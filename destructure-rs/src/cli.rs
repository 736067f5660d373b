//! Command-line argument parsing.
//!
//! Usage:
//!   destructure [-d] [-f[<file>]] [-c<stmt>]... [<script>...]

use std::path::PathBuf;

use directories::{BaseDirs, ProjectDirs};

// ── Public types ──────────────────────────────────────────────────────────────

/// Parsed command-line arguments.
#[derive(Debug, Default)]
pub struct CliArgs {
    /// Which config file to load.
    pub config: ConfigFile,
    /// Statements to run before any script (`-c<stmt>`, repeatable).
    pub commands: Vec<String>,
    /// Script files in order; `-` is stdin.
    pub scripts: Vec<PathBuf>,
    /// Debug logging (`-d`).
    pub debug: bool,
}

impl CliArgs {
    /// No `-c` and no scripts: read the script from stdin.
    pub fn reads_stdin(&self) -> bool {
        self.commands.is_empty() && self.scripts.is_empty()
    }
}

/// How to choose the user config file.
#[derive(Debug, Default)]
pub enum ConfigFile {
    /// Search the standard locations (see [`find_user_config`]).
    #[default]
    Search,
    /// `-f` with no file argument: skip user config.
    Skip,
    /// `-f<file>`: load this specific file.
    Explicit(PathBuf),
}

pub const USAGE: &str = "Usage: destructure [-d] [-f[<file>]] [-c<stmt>]... [<script>...]";

// ── Parsing ───────────────────────────────────────────────────────────────────

/// Parse `std::env::args()` and return [`CliArgs`] or an error message.
pub fn parse_args() -> Result<CliArgs, String> {
    let raw: Vec<String> = std::env::args().collect();
    parse_argv(raw.get(1..).unwrap_or_default())
}

/// Parse a slice of argument strings (exposed for testing).
pub fn parse_argv(argv: &[String]) -> Result<CliArgs, String> {
    let mut args = CliArgs::default();
    let mut i = 0;

    while i < argv.len() {
        let arg = argv[i].as_str();

        // `--` ends flag processing.
        if arg == "--" {
            args.scripts.extend(argv[i + 1..].iter().map(PathBuf::from));
            break;
        }

        if !arg.starts_with('-') || arg == "-" {
            args.scripts.push(PathBuf::from(arg));
            i += 1;
            continue;
        }

        let chars: Vec<char> = arg[1..].chars().collect();
        let mut j = 0;
        while j < chars.len() {
            match chars[j] {
                'd' => args.debug = true,

                // -f[<file>]
                'f' => {
                    if j + 1 < chars.len() {
                        let file: String = chars[j + 1..].iter().collect();
                        args.config = ConfigFile::Explicit(PathBuf::from(file));
                        j = chars.len();
                    } else if i + 1 < argv.len() && !argv[i + 1].starts_with('-') {
                        i += 1;
                        args.config = ConfigFile::Explicit(PathBuf::from(&argv[i]));
                    } else {
                        args.config = ConfigFile::Skip;
                    }
                }

                // -c<stmt>
                'c' => {
                    let stmt = if j + 1 < chars.len() {
                        let s: String = chars[j + 1..].iter().collect();
                        j = chars.len();
                        s
                    } else if i + 1 < argv.len() {
                        i += 1;
                        argv[i].clone()
                    } else {
                        return Err("-c requires a statement argument".to_owned());
                    };
                    args.commands.push(stmt);
                }

                c => return Err(format!("unknown option: -{c}")),
            }
            j += 1;
        }
        i += 1;
    }

    Ok(args)
}

// ── Path helpers ──────────────────────────────────────────────────────────────

/// Candidate config paths in search order.
///
/// `$DESTRUCTURERC`, then `destructurerc` in the platform config directory,
/// then `~/.destructurerc`.
pub fn config_candidates() -> Vec<PathBuf> {
    let mut paths = Vec::new();
    if let Some(p) = std::env::var_os("DESTRUCTURERC").filter(|p| !p.is_empty()) {
        paths.push(PathBuf::from(p));
    }
    if let Some(dirs) = ProjectDirs::from("", "", "destructure") {
        paths.push(dirs.config_dir().join("destructurerc"));
    }
    if let Some(base) = BaseDirs::new() {
        paths.push(base.home_dir().join(".destructurerc"));
    }
    paths
}

/// Search for the user config file in the standard locations.
/// Returns the first path that exists, or `None`.
pub fn find_user_config() -> Option<PathBuf> {
    config_candidates().into_iter().find(|p| p.exists())
}

// ── Tests ─────────────────────────────────────────────────────────────────────

#[cfg(test)]
mod tests {
    use super::*;

    fn argv(args: &[&str]) -> Vec<String> {
        args.iter().map(|&s| s.to_owned()).collect()
    }

    #[test]
    fn empty_args_read_stdin() {
        let a = parse_argv(&argv(&[])).unwrap();
        assert!(a.reads_stdin());
        assert!(!a.debug);
        assert!(matches!(a.config, ConfigFile::Search));
    }

    #[test]
    fn scripts_in_order() {
        let a = parse_argv(&argv(&["one.ds", "-", "two.ds"])).unwrap();
        assert_eq!(
            a.scripts,
            vec![PathBuf::from("one.ds"), PathBuf::from("-"), PathBuf::from("two.ds")]
        );
        assert!(!a.reads_stdin());
    }

    #[test]
    fn debug_flag() {
        assert!(parse_argv(&argv(&["-d"])).unwrap().debug);
    }

    #[test]
    fn config_skip() {
        let a = parse_argv(&argv(&["-f"])).unwrap();
        assert!(matches!(a.config, ConfigFile::Skip));
        let a = parse_argv(&argv(&["-f", "-d"])).unwrap();
        assert!(matches!(a.config, ConfigFile::Skip));
        assert!(a.debug);
    }

    #[test]
    fn config_explicit_embedded() {
        let a = parse_argv(&argv(&["-fmyrc"])).unwrap();
        assert!(matches!(&a.config, ConfigFile::Explicit(p) if p == &PathBuf::from("myrc")));
    }

    #[test]
    fn config_explicit_separate() {
        let a = parse_argv(&argv(&["-f", "myrc", "script.ds"])).unwrap();
        assert!(matches!(&a.config, ConfigFile::Explicit(p) if p == &PathBuf::from("myrc")));
        assert_eq!(a.scripts, vec![PathBuf::from("script.ds")]);
    }

    #[test]
    fn commands_repeat() {
        let a = parse_argv(&argv(&["-clet x = 1", "-c", "echo x"])).unwrap();
        assert_eq!(a.commands, vec!["let x = 1", "echo x"]);
        assert!(!a.reads_stdin());
    }

    #[test]
    fn combined_flags() {
        let a = parse_argv(&argv(&["-dc", "echo 1"])).unwrap();
        assert!(a.debug);
        assert_eq!(a.commands, vec!["echo 1"]);
    }

    #[test]
    fn command_without_argument() {
        assert!(parse_argv(&argv(&["-c"])).is_err());
    }

    #[test]
    fn double_dash_ends_flags() {
        let a = parse_argv(&argv(&["--", "-d"])).unwrap();
        assert!(!a.debug);
        assert_eq!(a.scripts, vec![PathBuf::from("-d")]);
    }

    #[test]
    fn unknown_flag() {
        assert!(parse_argv(&argv(&["-z"])).is_err());
    }

    #[test]
    fn config_candidates_end_with_home_dotfile() {
        if let Some(last) = config_candidates().last() {
            assert!(last.ends_with(".destructurerc"));
        }
    }
}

---

### TASK STATEMENT:
Nothing may be omitted or altered; reproduce all of the entries.

### ANSWER BELOW:
filename destructure-rs/src/cli.rs
repository 736067f5660d373b
//! Command-line argument parsing.
//!
//! Usage:
//!   destructure [-d] [-f[<file>]] [-c<stmt>]... [<script>...]

use std::path::PathBuf;

use directories::{BaseDirs, ProjectDirs};

// ── Public types ──────────────────────────────────────────────────────────────

/// Parsed command-line arguments.
#[derive(Debug, Default)]
pub struct CliArgs {
    /// Which config file to load.
    pub config: ConfigFile,
    /// Statements to run before any script (`-c<stmt>`, repeatable).
    pub commands: Vec<String>,
    /// Script files in order; `-` is stdin.
    pub scripts: Vec<PathBuf>,
    /// Debug logging (`-d`).
    pub debug: bool,
}

impl CliArgs {
    /// No `-c` and no scripts: read the script from stdin.
    pub fn reads_stdin(&self) -> bool {
        self.commands.is_empty() && self.scripts.is_empty()
    }
}

/// How to choose the user config file.
#[derive(Debug, Default)]
pub enum ConfigFile {
    /// Search the standard locations (see [`find_user_config`]).
    #[default]
    Search,
    /// `-f` with no file argument: skip user config.
    Skip,
    /// `-f<file>`: load this specific file.
    Explicit(PathBuf),
}

pub const USAGE: &str = "Usage: destructure [-d] [-f[<file>]] [-c<stmt>]... [<script>...]";

// ── Parsing ───────────────────────────────────────────────────────────────────

/// Parse `std::env::args()` and return [`CliArgs`] or an error message.
pub fn parse_args() -> Result<CliArgs, String> {
    let raw: Vec<String> = std::env::args().collect();
    parse_argv(raw.get(1..).unwrap_or_default())
}

/// Parse a slice of argument strings (exposed for testing).
pub fn parse_argv(argv: &[String]) -> Result<CliArgs, String> {
    let mut args = CliArgs::default();
    let mut i = 0;

    while i < argv.len() {
        let arg = argv[i].as_str();

        // `--` ends flag processing.
        if arg == "--" {
            args.scripts.extend(argv[i + 1..].iter().map(PathBuf::from));
            break;
        }

        if !arg.starts_with('-') || arg == "-" {
            args.scripts.push(PathBuf::from(arg));
            i += 1;
            continue;
        }

        let chars: Vec<char> = arg[1..].chars().collect();
        let mut j = 0;
        while j < chars.len() {
            match chars[j] {
                'd' => args.debug = true,

                // -f[<file>]
                'f' => {
                    if j + 1 < chars.len() {
                        let file: String = chars[j + 1..].iter().collect();
                        args.config = ConfigFile::Explicit(PathBuf::from(file));
                        j = chars.len();
                    } else if i + 1 < argv.len() && !argv[i + 1].starts_with('-') {
                        i += 1;
                        args.config = ConfigFile::Explicit(PathBuf::from(&argv[i]));
                    } else {
                        args.config = ConfigFile::Skip;
                    }
                }

                // -c<stmt>
                'c' => {
                    let stmt = if j + 1 < chars.len() {
                        let s: String = chars[j + 1..].iter().collect();
                        j = chars.len();
                        s
                    } else if i + 1 < argv.len() {
                        i += 1;
                        argv[i].clone()
                    } else {
                        return Err("-c requires a statement argument".to_owned());
                    };
                    args.commands.push(stmt);
                }

                c => return Err(format!("unknown option: -{c}")),
            }
            j += 1;
        }
        i += 1;
    }

    Ok(args)
}

// ── Path helpers ──────────────────────────────────────────────────────────────

/// Candidate config paths in search order.
///
/// `$DESTRUCTURERC`, then `destructurerc` in the platform config directory,
/// then `~/.destructurerc`.
pub fn config_candidates() -> Vec<PathBuf> {
    let mut paths = Vec::new();
    if let Some(p) = std::env::var_os("DESTRUCTURERC").filter(|p| !p.is_empty()) {
        paths.push(PathBuf::from(p));
    }
    if let Some(dirs) = ProjectDirs::from("", "", "destructure") {
        paths.push(dirs.config_dir().join("destructurerc"));
    }
    if let Some(base) = BaseDirs::new() {
        paths.push(base.home_dir().join(".destructurerc"));
    }
    paths
}

/// Search for the user config file in the standard locations.
/// Returns the first path that exists, or `None`.
pub fn find_user_config() -> Option<PathBuf> {
    config_candidates().into_iter().find(|p| p.exists())
}

// ── Tests ─────────────────────────────────────────────────────────────────────

#[cfg(test)]
mod tests {
    use super::*;

    fn argv(args: &[&str]) -> Vec<String> {
        args.iter().map(|&s| s.to_owned()).collect()
    }

    #[test]
    fn empty_args_read_stdin() {
        let a = parse_argv(&argv(&[])).unwrap();
        assert!(a.reads_stdin());
        assert!(!a.debug);
        assert!(matches!(a.config, ConfigFile::Search));
    }

    #[test]
    fn scripts_in_order() {
        let a = parse_argv(&argv(&["one.ds", "-", "two.ds"])).unwrap();
        assert_eq!(
            a.scripts,
            vec![PathBuf::from("one.ds"), PathBuf::from("-"), PathBuf::from("two.ds")]
        );
        assert!(!a.reads_stdin());
    }

    #[test]
    fn debug_flag() {
        assert!(parse_argv(&argv(&["-d"])).unwrap().debug);
    }

    #[test]
    fn config_skip() {
        let a = parse_argv(&argv(&["-f"])).unwrap();
        assert!(matches!(a.config, ConfigFile::Skip));
        let a = parse_argv(&argv(&["-f", "-d"])).unwrap();
        assert!(matches!(a.config, ConfigFile::Skip));
        assert!(a.debug);
    }

    #[test]
    fn config_explicit_embedded() {
        let a = parse_argv(&argv(&["-fmyrc"])).unwrap();
        assert!(matches!(&a.config, ConfigFile::Explicit(p) if p == &PathBuf::from("myrc")));
    }

    #[test]
    fn config_explicit_separate() {
        let a = parse_argv(&argv(&["-f", "myrc", "script.ds"])).unwrap();
        assert!(matches!(&a.config, ConfigFile::Explicit(p) if p == &PathBuf::from("myrc")));
        assert_eq!(a.scripts, vec![PathBuf::from("script.ds")]);
    }

    #[test]
    fn commands_repeat() {
        let a = parse_argv(&argv(&["-clet x = 1", "-c", "echo x"])).unwrap();
        assert_eq!(a.commands, vec!["let x = 1", "echo x"]);
        assert!(!a.reads_stdin());
    }

    #[test]
    fn combined_flags() {
        let a = parse_argv(&argv(&["-dc", "echo 1"])).unwrap();
        assert!(a.debug);
        assert_eq!(a.commands, vec!["echo 1"]);
    }

    #[test]
    fn command_without_argument() {
        assert!(parse_argv(&argv(&["-c"])).is_err());
    }

    #[test]
    fn double_dash_ends_flags() {
        let a = parse_argv(&argv(&["--", "-d"])).unwrap();
        assert!(!a.debug);
        assert_eq!(a.scripts, vec![PathBuf::from("-d")]);
    }

    #[test]
    fn unknown_flag() {
        assert!(parse_argv(&argv(&["-z"])).is_err());
    }

    #[test]
    fn config_candidates_end_with_home_dotfile() {
        if let Some(last) = config_candidates().last() {
            assert!(last.ends_with(".destructurerc"));
        }
    }
}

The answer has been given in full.